- _WHAT IS NEEDED_
All of the records should be given again verbatim.

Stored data
----
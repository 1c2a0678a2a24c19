use deckpick_core::{DeckError, FolderId};
use deckpick_relay::{HttpUpstream, Relay, RelayConfig, Upstream, DEFAULT_USER_AGENT};
use std::thread;
use std::time::{Duration, Instant};
use tiny_http::{Request, Response, Server};

/// Local stand-in for the deck site:
/// `/echo-agent` answers with the request's `User-Agent`,
/// `/slow` waits three seconds,
/// `/folders/9` serves a folder page,
/// anything else is a 404.
fn start_site() -> String {
    let server = Server::http("127.0.0.1:0").expect("bind");
    let addr = server.server_addr().to_ip().expect("ip listener");
    thread::spawn(move || {
        for request in server.incoming_requests() {
            thread::spawn(move || answer(request));
        }
    });
    format!("http://{addr}")
}

fn answer(request: Request) {
    let response = match request.url() {
        "/echo-agent" => {
            let agent = request
                .headers()
                .iter()
                .find(|h| h.field.equiv("User-Agent"))
                .map(|h| h.value.as_str().to_string())
                .unwrap_or_default();
            Response::from_string(agent)
        }
        "/slow" => {
            thread::sleep(Duration::from_secs(3));
            Response::from_string("late")
        }
        "/folders/9" => Response::from_string(
            r#"<html><body><script id="__NEXT_DATA__" type="application/json">
            {"props":{"pageProps":{"user":{"decks":[{"id":5,"name":"Omnath","edhBracket":"4"}]}}}}
            </script></body></html>"#,
        ),
        _ => Response::from_string("gone").with_status_code(404),
    };
    let _ = request.respond(response);
}

fn config(base: &str, timeout_secs: u64) -> RelayConfig {
    RelayConfig {
        upstream_base: base.to_string(),
        timeout: Duration::from_secs(timeout_secs),
        ..RelayConfig::default()
    }
}

#[test]
fn sends_browser_user_agent() {
    let base = start_site();
    let upstream = HttpUpstream::new(&config(&base, 5)).expect("client");
    let response = upstream.get(&format!("{base}/echo-agent")).expect("get");
    assert!(response.is_success());
    assert_eq!(response.body, DEFAULT_USER_AGENT);
    assert!(response.body.starts_with("Mozilla/5.0"));
}

#[test]
fn slow_upstream_times_out_without_status() {
    let base = start_site();
    let upstream = HttpUpstream::new(&config(&base, 1)).expect("client");
    let started = Instant::now();
    let result = upstream.get(&format!("{base}/slow"));
    assert!(started.elapsed() < Duration::from_millis(2500));
    match result {
        Err(DeckError::UpstreamUnavailable { status, reason }) => {
            assert_eq!(status, None);
            assert_eq!(reason, "timed out after 1s");
        }
        other => panic!("expected timeout, got {other:?}"),
    }
}

#[test]
fn error_status_is_returned_not_raised() {
    let base = start_site();
    let upstream = HttpUpstream::new(&config(&base, 5)).expect("client");
    let response = upstream.get(&format!("{base}/missing")).expect("get");
    assert_eq!(response.status, 404);
    assert!(!response.is_success());
}

#[test]
fn refused_connection_has_no_status() {
    let listener = std::net::TcpListener::bind("127.0.0.1:0").expect("bind");
    let addr = listener.local_addr().expect("addr");
    drop(listener);
    let upstream = HttpUpstream::new(&config(&format!("http://{addr}"), 5)).expect("client");
    assert!(matches!(
        upstream.get(&format!("http://{addr}/folders/1")),
        Err(DeckError::UpstreamUnavailable { status: None, .. })
    ));
}

#[test]
fn relay_reads_folder_over_http() {
    let base = start_site();
    let config = config(&base, 5);
    let relay = Relay::new(HttpUpstream::new(&config).expect("client"), config);
    let decks = relay
        .fetch_folder(&FolderId::parse("9").expect("folder"))
        .expect("folder");
    assert_eq!(decks.len(), 1);
    assert_eq!(decks[0].name, "Omnath");
    assert!(decks[0].has_bracket());
}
----
- _FINAL ANSWER_
repository 1c2a0678a2a24c19
use deckpick_core::{DeckError, FolderId};
use deckpick_relay::{HttpUpstream, Relay, RelayConfig, Upstream, DEFAULT_USER_AGENT};
use std::thread;
use std::time::{Duration, Instant};
use tiny_http::{Request, Response, Server};

/// Local stand-in for the deck site:
/// `/echo-agent` answers with the request's `User-Agent`,
/// `/slow` waits three seconds,
/// `/folders/9` serves a folder page,
/// anything else is a 404.
fn start_site() -> String {
    let server = Server::http("127.0.0.1:0").expect("bind");
    let addr = server.server_addr().to_ip().expect("ip listener");
    thread::spawn(move || {
        for request in server.incoming_requests() {
            thread::spawn(move || answer(request));
        }
    });
    format!("http://{addr}")
}

fn answer(request: Request) {
    let response = match request.url() {
        "/echo-agent" => {
            let agent = request
                .headers()
                .iter()
                .find(|h| h.field.equiv("User-Agent"))
                .map(|h| h.value.as_str().to_string())
                .unwrap_or_default();
            Response::from_string(agent)
        }
        "/slow" => {
            thread::sleep(Duration::from_secs(3));
            Response::from_string("late")
        }
        "/folders/9" => Response::from_string(
            r#"<html><body><script id="__NEXT_DATA__" type="application/json">
            {"props":{"pageProps":{"user":{"decks":[{"id":5,"name":"Omnath","edhBracket":"4"}]}}}}
            </script></body></html>"#,
        ),
        _ => Response::from_string("gone").with_status_code(404),
    };
    let _ = request.respond(response);
}

fn config(base: &str, timeout_secs: u64) -> RelayConfig {
    RelayConfig {
        upstream_base: base.to_string(),
        timeout: Duration::from_secs(timeout_secs),
        ..RelayConfig::default()
    }
}

#[test]
fn sends_browser_user_agent() {
    let base = start_site();
    let upstream = HttpUpstream::new(&config(&base, 5)).expect("client");
    let response = upstream.get(&format!("{base}/echo-agent")).expect("get");
    assert!(response.is_success());
    assert_eq!(response.body, DEFAULT_USER_AGENT);
    assert!(response.body.starts_with("Mozilla/5.0"));
}

#[test]
fn slow_upstream_times_out_without_status() {
    let base = start_site();
    let upstream = HttpUpstream::new(&config(&base, 1)).expect("client");
    let started = Instant::now();
    let result = upstream.get(&format!("{base}/slow"));
    assert!(started.elapsed() < Duration::from_millis(2500));
    match result {
        Err(DeckError::UpstreamUnavailable { status, reason }) => {
            assert_eq!(status, None);
            assert_eq!(reason, "timed out after 1s");
        }
        other => panic!("expected timeout, got {other:?}"),
    }
}

#[test]
fn error_status_is_returned_not_raised() {
    let base = start_site();
    let upstream = HttpUpstream::new(&config(&base, 5)).expect("client");
    let response = upstream.get(&format!("{base}/missing")).expect("get");
    assert_eq!(response.status, 404);
    assert!(!response.is_success());
}

#[test]
fn refused_connection_has_no_status() {
    let listener = std::net::TcpListener::bind("127.0.0.1:0").expect("bind");
    let addr = listener.local_addr().expect("addr");
    drop(listener);
    let upstream = HttpUpstream::new(&config(&format!("http://{addr}"), 5)).expect("client");
    assert!(matches!(
        upstream.get(&format!("http://{addr}/folders/1")),
        Err(DeckError::UpstreamUnavailable { status: None, .. })
    ));
}

#[test]
fn relay_reads_folder_over_http() {
    let base = start_site();
    let config = config(&base, 5);
    let relay = Relay::new(HttpUpstream::new(&config).expect("client"), config);
    let decks = relay
        .fetch_folder(&FolderId::parse("9").expect("folder"))
        .expect("folder");
    assert_eq!(decks.len(), 1);
    assert_eq!(decks[0].name, "Omnath");
    assert!(decks[0].has_bracket());
}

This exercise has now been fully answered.